FTT 30455 – Critical Approaches to Television | Mary Kearney

This course offers an introductory survey of the primary critical approaches used to analyze television, and thus serves as a foundation for other TV-specific courses within the major. Through an examination of pioneering and contemporary studies of television, we will explore how television has been analyzed as a communication medium, a technological apparatus, a commercial industry, and a cultural forum, as well as a form of recreation, education, and social bonding. We will also consider critical approaches that focus on how television shapes our personal identities and values. While examining methods developed to study TV production, reception, and texts, we will explore such concepts as publicness, liveness, quality, art, and representation. In addition to discussing how television was analyzed in the past, we will consider how both television and TV studies have changed as a result of globalization, industrial convergence, digital media, and participatory culture.

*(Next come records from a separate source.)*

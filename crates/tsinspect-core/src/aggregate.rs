//! Upward aggregation of matching timestamps.
//!
//! Matches are stored in flat maps keyed by relative path. Recording a match
//! touches the entry and every ancestor directory up to the root, so each
//! directory holds the newest matching timestamp found anywhere beneath it.
//!
//! Relative paths use the platform separator. The root is a lone separator,
//! directories end with a separator and files do not:
//!
//! ```text
//! /              root
//! /a/            directory "a"
//! /a/new.txt     file in "a"
//! ```

use std::collections::HashMap;
use std::path::{MAIN_SEPARATOR, MAIN_SEPARATOR_STR, PathBuf};
use std::time::SystemTime;

use serde::{Deserialize, Serialize};

use crate::error::ProbeError;
use crate::record::{Classification, TimestampKind};

/// Relative path of the scan root.
pub const ROOT: &str = MAIN_SEPARATOR_STR;

/// Parent of a relative path, keeping its trailing separator.
///
/// The parent of the root is the empty string.
pub fn parent_path(path: &str) -> &str {
    let trimmed = path.strip_suffix(MAIN_SEPARATOR).unwrap_or(path);
    match trimmed.rfind(MAIN_SEPARATOR) {
        Some(idx) => &path[..=idx],
        None => "",
    }
}

/// Relative path of a file named `name` inside directory `dir`.
pub fn child_file(dir: &str, name: &str) -> String {
    let mut path = String::with_capacity(dir.len() + name.len());
    path.push_str(dir);
    path.push_str(name);
    path
}

/// Relative path of a subdirectory named `name` inside directory `dir`.
pub fn child_dir(dir: &str, name: &str) -> String {
    let mut path = child_file(dir, name);
    path.push(MAIN_SEPARATOR);
    path
}

/// Newest matching timestamp at or below each path.
#[derive(Debug, Clone, Default, PartialEq, Eq, Serialize, Deserialize)]
#[serde(transparent)]
pub struct AggregateMap {
    entries: HashMap<String, SystemTime>,
}

impl AggregateMap {
    /// Create an empty map.
    pub fn new() -> Self {
        Self::default()
    }

    /// Push `stamp` onto `path` and its ancestors.
    ///
    /// Stops at the first path already holding a newer timestamp: every
    /// ancestor of that path holds one too.
    pub fn propagate(&mut self, path: &str, stamp: SystemTime) {
        let mut path = path;
        while !path.is_empty() {
            match self.entries.get_mut(path) {
                Some(current) if stamp < *current => return,
                Some(current) => *current = stamp,
                None => {
                    self.entries.insert(path.to_owned(), stamp);
                }
            }
            path = parent_path(path);
        }
    }

    /// Timestamp recorded for `path`.
    pub fn get(&self, path: &str) -> Option<SystemTime> {
        self.entries.get(path).copied()
    }

    /// Whether `path` has a recorded match.
    pub fn contains(&self, path: &str) -> bool {
        self.entries.contains_key(path)
    }

    /// Number of paths with a recorded match.
    pub fn len(&self) -> usize {
        self.entries.len()
    }

    /// Check if nothing matched.
    pub fn is_empty(&self) -> bool {
        self.entries.is_empty()
    }

    /// Iterate over all entries in arbitrary order.
    pub fn iter(&self) -> impl Iterator<Item = (&str, SystemTime)> {
        self.entries.iter().map(|(k, v)| (k.as_str(), *v))
    }

    /// Entries sorted newest first, ties broken by path.
    pub fn sorted(&self) -> Vec<(&str, SystemTime)> {
        let mut entries: Vec<_> = self.iter().collect();
        entries.sort_by(|a, b| b.1.cmp(&a.1).then_with(|| a.0.cmp(b.0)));
        entries
    }
}

/// All state accumulated by one inspection run.
#[derive(Debug, Clone, Default, Serialize, Deserialize)]
pub struct Aggregator {
    /// Matches on creation time.
    pub created: AggregateMap,
    /// Matches on access time.
    pub accessed: AggregateMap,
    /// Matches on modification time.
    pub modified: AggregateMap,
    /// Probe failures keyed by absolute path.
    pub errors: HashMap<PathBuf, ProbeError>,
}

impl Aggregator {
    /// Create empty state for a new run.
    pub fn new() -> Self {
        Self::default()
    }

    /// Map for the given timestamp kind.
    pub fn map(&self, kind: TimestampKind) -> &AggregateMap {
        match kind {
            TimestampKind::Created => &self.created,
            TimestampKind::Accessed => &self.accessed,
            TimestampKind::Modified => &self.modified,
        }
    }

    fn map_mut(&mut self, kind: TimestampKind) -> &mut AggregateMap {
        match kind {
            TimestampKind::Created => &mut self.created,
            TimestampKind::Accessed => &mut self.accessed,
            TimestampKind::Modified => &mut self.modified,
        }
    }

    /// Propagate every matching kind of an entry. Returns whether it matched.
    pub fn record(&mut self, path: &str, classification: &Classification) -> bool {
        for (kind, stamp) in classification.matches() {
            self.map_mut(kind).propagate(path, stamp);
        }
        classification.is_match()
    }

    /// Remember a probe failure. The first failure for a path is kept.
    pub fn record_error(&mut self, path: PathBuf, error: ProbeError) -> bool {
        match self.errors.entry(path) {
            std::collections::hash_map::Entry::Occupied(_) => false,
            std::collections::hash_map::Entry::Vacant(slot) => {
                slot.insert(error);
                true
            }
        }
    }

    /// Probe failures sorted by path.
    pub fn sorted_errors(&self) -> Vec<(&PathBuf, &ProbeError)> {
        let mut errors: Vec<_> = self.errors.iter().collect();
        errors.sort_by(|a, b| a.0.cmp(b.0));
        errors
    }

    /// Whether any kind matched anywhere.
    pub fn has_matches(&self) -> bool {
        TimestampKind::ALL.iter().any(|&kind| !self.map(kind).is_empty())
    }
}
//! Error types for inspection runs.

use std::path::PathBuf;

use serde::{Deserialize, Serialize};
use thiserror::Error;

/// Which end of the window was supplied without a window length.
#[derive(Debug, Clone, Copy, PartialEq, Eq, Serialize, Deserialize)]
pub enum Bound {
    /// The window start.
    Start,
    /// The window end.
    End,
}

impl Bound {
    /// The other end of the window.
    pub fn opposite(self) -> Bound {
        match self {
            Bound::Start => Bound::End,
            Bound::End => Bound::Start,
        }
    }
}

impl std::fmt::Display for Bound {
    fn fmt(&self, f: &mut std::fmt::Formatter<'_>) -> std::fmt::Result {
        match self {
            Bound::Start => f.write_str("start"),
            Bound::End => f.write_str("end"),
        }
    }
}

/// Argument errors raised while setting up an inspection.
///
/// Every variant is raised before traversal begins; once a walk has
/// started nothing aborts it.
#[derive(Debug, Error)]
pub enum InspectError {
    /// Neither `start` nor `end` was given.
    #[error("At least one of start or end is required, together with a window")]
    MissingBound,

    /// One bound was given without the other bound or a window.
    #[error("{bound} requires {} or window", bound.opposite())]
    MissingWindow { bound: Bound },

    /// Applying the window to the given bound left the representable range.
    #[error("Window of {window_secs}s applied to the {bound} is out of range")]
    WindowOutOfRange { bound: Bound, window_secs: u64 },

    /// Root directory does not exist.
    #[error("Root path does not exist: {path}")]
    RootNotFound { path: PathBuf },

    /// Root path is not a directory.
    #[error("Root path is not a directory: {path}")]
    NotADirectory { path: PathBuf },

    /// Invalid configuration.
    #[error("Invalid configuration: {message}")]
    InvalidConfig { message: String },
}

/// Classification of a probe failure.
#[derive(Debug, Clone, Copy, PartialEq, Eq, Hash, Serialize, Deserialize)]
pub enum ProbeErrorKind {
    /// Entry vanished between listing and probing.
    NotFound,
    /// Entry exists but its metadata may not be read.
    PermissionDenied,
    /// Anything else.
    Other,
}

/// A recoverable failure to read an entry's timestamps.
#[derive(Debug, Clone, PartialEq, Eq, Error, Serialize, Deserialize)]
pub enum ProbeError {
    /// Path not found.
    #[error("Path not found: {path}")]
    NotFound { path: PathBuf },

    /// Permission denied for a path.
    #[error("Permission denied: {path}")]
    PermissionDenied { path: PathBuf },

    /// Other I/O or platform error.
    #[error("Probe failed at {path}: {message}")]
    Other { path: PathBuf, message: String },
}

impl ProbeError {
    /// Classify an I/O error raised while probing `path`.
    pub fn from_io(path: impl Into<PathBuf>, source: std::io::Error) -> Self {
        let path = path.into();
        match source.kind() {
            std::io::ErrorKind::PermissionDenied => Self::PermissionDenied { path },
            std::io::ErrorKind::NotFound => Self::NotFound { path },
            _ => Self::Other {
                path,
                message: source.to_string(),
            },
        }
    }

    /// Create an unclassified error.
    pub fn other(path: impl Into<PathBuf>, message: impl Into<String>) -> Self {
        Self::Other {
            path: path.into(),
            message: message.into(),
        }
    }

    /// The kind of failure.
    pub fn kind(&self) -> ProbeErrorKind {
        match self {
            ProbeError::NotFound { .. } => ProbeErrorKind::NotFound,
            ProbeError::PermissionDenied { .. } => ProbeErrorKind::PermissionDenied,
            ProbeError::Other { .. } => ProbeErrorKind::Other,
        }
    }
}
//! Inspection driver: walks, probes, classifies and aggregates.

use std::path::{Path, PathBuf};

use rayon::prelude::*;
use rayon::{ThreadPool, ThreadPoolBuilder};
use tokio::sync::broadcast;
use tracing::{debug, info, warn};

use tsinspect_core::{
    Aggregator, Classification, InspectConfig, InspectError, InspectReport, InspectStats,
    ProbeError, TimeWindow, TimestampRecord,
};

use crate::probe::{FsProbe, StatProbe};
use crate::progress::{CancelFlag, InspectProgress, ProgressTracker};
use crate::walker::PathWalker;

/// How many probed entries pass between progress updates.
const PROGRESS_INTERVAL: u64 = 1000;

type MatchCallback = Box<dyn Fn(&Path, &TimestampRecord) + Send + Sync>;
type ErrorCallback = Box<dyn Fn(&Path, &ProbeError) + Send + Sync>;

/// Finds entries whose timestamps fall inside a window.
///
/// Construction validates the window and the root, so a constructed
/// inspector can always run. Each call to [`Inspector::inspect`] starts
/// from empty state and returns everything it found.
pub struct Inspector<P = FsProbe> {
    config: InspectConfig,
    root: PathBuf,
    window: TimeWindow,
    probe: P,
    on_match: Option<MatchCallback>,
    on_error: Option<ErrorCallback>,
    cancel: CancelFlag,
    progress_tx: broadcast::Sender<InspectProgress>,
}

impl Inspector<FsProbe> {
    /// Create an inspector that reads timestamps from the filesystem.
    pub fn new(config: InspectConfig) -> Result<Self, InspectError> {
        let probe = if config.follow_symlinks {
            FsProbe::following_symlinks()
        } else {
            FsProbe::new()
        };
        Self::with_probe(config, probe)
    }
}

impl<P: StatProbe> Inspector<P> {
    /// Create an inspector using a custom probe.
    pub fn with_probe(config: InspectConfig, probe: P) -> Result<Self, InspectError> {
        let window = config.resolve_window()?;

        let root = config
            .root
            .canonicalize()
            .map_err(|_| InspectError::RootNotFound {
                path: config.root.clone(),
            })?;
        if !root.is_dir() {
            return Err(InspectError::NotADirectory { path: root });
        }

        let (progress_tx, _) = broadcast::channel(100);

        Ok(Self {
            config,
            root,
            window,
            probe,
            on_match: None,
            on_error: None,
            cancel: CancelFlag::new(),
            progress_tx,
        })
    }

    /// Call `callback` for every entry with a timestamp in the window.
    pub fn on_match<F>(mut self, callback: F) -> Self
    where
        F: Fn(&Path, &TimestampRecord) + Send + Sync + 'static,
    {
        self.on_match = Some(Box::new(callback));
        self
    }

    /// Call `callback` for every entry that could not be probed.
    pub fn on_error<F>(mut self, callback: F) -> Self
    where
        F: Fn(&Path, &ProbeError) + Send + Sync + 'static,
    {
        self.on_error = Some(Box::new(callback));
        self
    }

    /// Use an externally owned cancellation flag.
    pub fn with_cancel_flag(mut self, cancel: CancelFlag) -> Self {
        self.cancel = cancel;
        self
    }

    /// Flag that stops a running inspection when set.
    pub fn cancel_flag(&self) -> CancelFlag {
        self.cancel.clone()
    }

    /// Subscribe to progress updates.
    pub fn subscribe(&self) -> broadcast::Receiver<InspectProgress> {
        self.progress_tx.subscribe()
    }

    /// Canonical root directory.
    pub fn root(&self) -> &Path {
        &self.root
    }

    /// Resolved time window.
    pub fn window(&self) -> TimeWindow {
        self.window
    }

    /// Walk the tree and aggregate every match.
    ///
    /// Each directory is probed like a file, then its files are probed on
    /// the worker pool. Results are merged on the calling thread, which is
    /// also where callbacks run.
    pub fn inspect(&self) -> InspectReport {
        info!(
            root = %self.root.display(),
            window_secs = self.window.duration().as_secs(),
            "starting inspection"
        );

        let pool = self.build_pool();
        let mut tracker = ProgressTracker::new(PROGRESS_INTERVAL);
        let mut stats = InspectStats::new();
        let mut results = Aggregator::new();
        let mut cancelled = false;

        for step in PathWalker::new(&self.root, &self.config) {
            if self.cancel.is_cancelled() {
                info!("inspection cancelled");
                cancelled = true;
                break;
            }

            stats.record_dir();
            let jobs = step.entries();
            debug!(dir = %step.rel_dir, entries = jobs.len(), "probing directory");

            let probed = match &pool {
                Some(pool) => pool.install(|| self.probe_all(jobs)),
                None => self.probe_all(jobs),
            };

            for (rel, abs, outcome) in probed {
                self.merge(&mut results, &mut stats, &rel, abs, outcome);
            }

            if tracker.due(&stats) {
                let _ = self
                    .progress_tx
                    .send(tracker.snapshot(&stats, step.abs_dir.clone()));
            }
        }

        let _ = self
            .progress_tx
            .send(tracker.snapshot(&stats, self.root.clone()));

        info!(
            dirs = stats.dirs_scanned,
            probed = stats.entries_probed,
            matches = stats.matches,
            errors = stats.errors,
            "inspection finished"
        );

        InspectReport::new(
            self.root.clone(),
            self.window,
            results,
            stats,
            tracker.elapsed(),
            cancelled,
        )
    }

    /// Worker pool for probes, or None to use the global rayon pool.
    fn build_pool(&self) -> Option<ThreadPool> {
        if self.config.threads == 0 {
            return None;
        }
        match ThreadPoolBuilder::new()
            .num_threads(self.config.threads)
            .build()
        {
            Ok(pool) => Some(pool),
            Err(err) => {
                warn!(error = %err, "failed to build probe pool, using global pool");
                None
            }
        }
    }

    fn probe_all(
        &self,
        jobs: Vec<(String, PathBuf)>,
    ) -> Vec<(String, PathBuf, Result<TimestampRecord, ProbeError>)> {
        let probe = &self.probe;
        jobs.into_par_iter()
            .map(|(rel, abs)| {
                let outcome = probe.probe(&abs);
                (rel, abs, outcome)
            })
            .collect()
    }

    fn merge(
        &self,
        results: &mut Aggregator,
        stats: &mut InspectStats,
        rel: &str,
        abs: PathBuf,
        outcome: Result<TimestampRecord, ProbeError>,
    ) {
        match outcome {
            Ok(record) => {
                let classification = Classification::of(&record, &self.window);
                let matched = results.record(rel, &classification);
                stats.record_probe(matched);
                if matched {
                    debug!(
                        path = %abs.display(),
                        at = ?classification.representative(),
                        "match"
                    );
                    if let Some(callback) = &self.on_match {
                        callback(&abs, &record);
                    }
                }
            }
            Err(err) => {
                stats.record_error();
                warn!(path = %abs.display(), error = %err, "probe failed");
                if let Some(callback) = &self.on_error {
                    callback(&abs, &err);
                }
                results.record_error(abs, err);
            }
        }
    }
}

FTT 30461 – History of Television | Michael Kackman

Television has been widely available in the United States for only half a century, yet already it has become a key means through which we understand our culture. Our course examines this vital medium from three perspectives. First, we will look at the industrial, economic and technological forces that have shaped U.S. television since its inception. These factors help explain how U.S. television adopted the format of advertiser-supported broadcast networks and why this format is changing today. Second, we will explore television's role in American social and political life: how TV has represented cultural changes in the areas of gender, class, race, and ethnicity. Third, we will discuss specific narrative and visual strategies that characterize program formats. Throughout the semester we will demonstrate how television and U.S. culture mutually influence one another, as television both constructs our view of the world and is affected by social and cultural forces within the U.S.

Core Theatre Courses

FTT 20720 – Collaboration: Intro to Theatre | Anne García-Romero

Collaboration, the Art of Making Theatre explores the roles of the artists who create the material world in which a performance exists and most importantly, the collaborative nature of those relationships. Students will be challenged to understand the thinking behind the work of the designers, writers, directors, and off-stage personnel who bring stories to life on stage. Incorporating hands on projects as well as lecture/discussion formats, students will experiment with storytelling through the visual elements of scenery, costumes, lighting, etc. Collaboration, the Art of Making Theatre is an excellent entry point to the Theatre Concentration.

FTT 30714 World Theatre I | Tarryn Chun

This course examines world theatre history from the origins of performance to the present. Students learn techniques of script analysis, performance analysis, and independent research as tools for analyzing theatre from the literary, aesthetic, and historical perspectives. Throughout, the course emphasizes the importance of cultural context and historiography to understanding the creation and transformation of theatre as an art form. Each semester will be a stand-alone course and can be taken in any order. Students are encouraged to enroll in adjacent semesters. At least one semester of this sequence is a prerequisite for the upper-level electives required to complete the major.

Electives 

FTT 20801 Acting for the Non-Major | Anton Juan

This course introduces the non-theatre major to the basic elements of the art and craft of acting. The student will explore the spaces of memory, the body in an external space, voice and diction, and the choices they have to make, through the observation and imagination of realities. They will explore the process of looking for the sense of truth and urgency in expressing a dramatic text and a character's will and action. This course is participatory and will involve students' scene study presentations as well as written textual analysis to introduce scene studies.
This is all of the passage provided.